Le scuse di Elena Basile a Liliana Segre: "Sono stata tratta in inganno"

L'ex ambasciatrice Elena Basile ha pubblicamente chiesto scusa a Liliana Segre, senatrice a vita, per averla criticata in un video sui social media riguardo la sua presunta indifferenza verso i bambini palestinesi.

Le scuse di Elena Basile a Liliana Segre: "Sono stata tratta in inganno"

In un gesto di pubblica contrizione, l’ex ambasciatrice Elena Basile ha esteso le sue scuse alla senatrice a vita Liliana Segre, dopo aver sollevato un polverone mediatico con dichiarazioni che hanno scatenato non poche polemiche. L’epicentro di questa tempesta nasce da un video diffuso sui social network, in cui Basile ha mosso critiche alla Segre, infaticabile testimone della memoria storica, accusandola di mostrare una presunta indifferenza verso i bambini palestinesi.

Le parole di Basile, che suggerivano un atteggiamento di parzialità della Segre, hanno suscitato immediate reazioni, arrivando a coinvolgere anche il figlio della senatrice, Luciano Belli Paci, il quale ha annunciato azioni legali contro l’ex diplomatica.
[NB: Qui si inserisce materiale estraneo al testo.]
// SPDX-License-Identifier: MPL-2.0
//! Page loader and animated transitions between pages.

use crate::config::Timing;
use crate::ui::effect::{Effect, Element, Update};
use crate::ui::surface::LinkMarkup;
use std::time::Duration;

#[derive(Debug, Clone, PartialEq, Eq)]
pub enum Timer {
    HideLoader,
    /// Leave for `href` once the transition layer has covered the page.
    Navigate(String),
}

/// Hides the loader some time after the window `load` event.
#[derive(Debug, Clone, Copy, PartialEq, Eq)]
pub struct Loader {
    delay: Duration,
}

impl Loader {
    /// `None` when the page has no loader.
    #[must_use]
    pub fn new(present: bool, timing: &Timing) -> Option<Self> {
        present.then_some(Self {
            delay: timing.loader,
        })
    }

    #[must_use]
    pub fn on_load(&self) -> Update<Timer> {
        let mut update = Update::none();
        update.after(self.delay, Timer::HideLoader);
        update
    }
}

/// Intercepts internal links to slide the transition layer in first.
#[derive(Debug, Clone, PartialEq, Eq)]
pub struct PageTransition {
    links: Vec<LinkMarkup>,
    delay: Duration,
}

impl PageTransition {
    /// `None` when the page has no transition layer.
    #[must_use]
    pub fn new(present: bool, links: &[LinkMarkup], timing: &Timing) -> Option<Self> {
        present.then(|| Self {
            links: links.to_vec(),
            delay: timing.page_transition,
        })
    }

    /// Handles a click on link `index`; uninterested links produce nothing.
    #[must_use]
    pub fn on_click(&self, index: usize) -> Update<Timer> {
        let Some(link) = self.links.get(index).filter(|link| intercepts(link)) else {
            return Update::none();
        };
        tracing::debug!(href = %link.href, "page transition started");
        let mut update = Update::effect(Effect::TranslateY {
            element: Element::PageTransition,
            offset_px: 0.0,
        });
        update.after(self.delay, Timer::Navigate(link.href.clone()));
        update
    }
}

/// Internal, same-tab, non-anchor links.
#[must_use]
pub fn intercepts(link: &LinkMarkup) -> bool {
    !link.target_blank && !link.href.is_empty() && !link.href.starts_with('#')
}

/// Effects for a fired transition timer.
#[must_use]
pub fn on_timer(timer: Timer) -> Vec<Effect> {
    match timer {
        Timer::HideLoader => vec![Effect::SetClass {
            element: Element::Loader,
            class: "hidden",
            on: true,
        }],
        Timer::Navigate(href) => vec![Effect::Navigate { href }],
    }
}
Ma è stata la risposta personale di Basile a delineare un percorso di riflessione e di scuse formali che trascende il mero dibattito pubblico, toccando corde profondamente umane e etiche.

Basile ha esposto la genesi del suo errore, attribuendolo a una lettura superficiale di un’intervista che attribuiva alla Segre posizioni non realmente espresse. “Sono stata tratta in inganno“, scrive Basile, esprimendo rammarico per il “terribile malinteso” che ha generato discussioni e divisioni.

L’ex ambasciatrice ha quindi delineato il suo percorso di presa di coscienza, attraverso la visione di interviste e testimonianze della Segre che le erano precedentemente sconosciute. Queste parole, secondo Basile, hanno rivelato una realtà ben diversa da quella che aveva criticato: una Segre emotivamente coinvolta dalla situazione di tutti i bambini, indipendentemente dalla loro etnia o provenienza.

Con umiltà, Basile ha quindi esteso le sue scuse alla Segre, riconoscendole “statura morale” e evidenziando la necessità di contrastare il clima di tensione, di antisemitismo, e le discriminazioni basate su “due pesi e due misure“. Il suo appello si conclude con il desiderio di vedere un impegno concreto da parte delle istituzioni italiane, incluso il presidente della Repubblica, nel riconoscimento dello Stato di Palestina, sottolineando una visione di pace e di giustizia che trascende le singole vicende personali.

Questo episodio si inserisce in un contesto più ampio di dialogo e di confronto sulla memoria storica, sulla giustizia e sui diritti umani, dimostrando come la capacità di ammettere i propri errori e di chiedere scusa possa essere un potente catalizzatore di comprensione reciproca e di crescita personale e collettiva.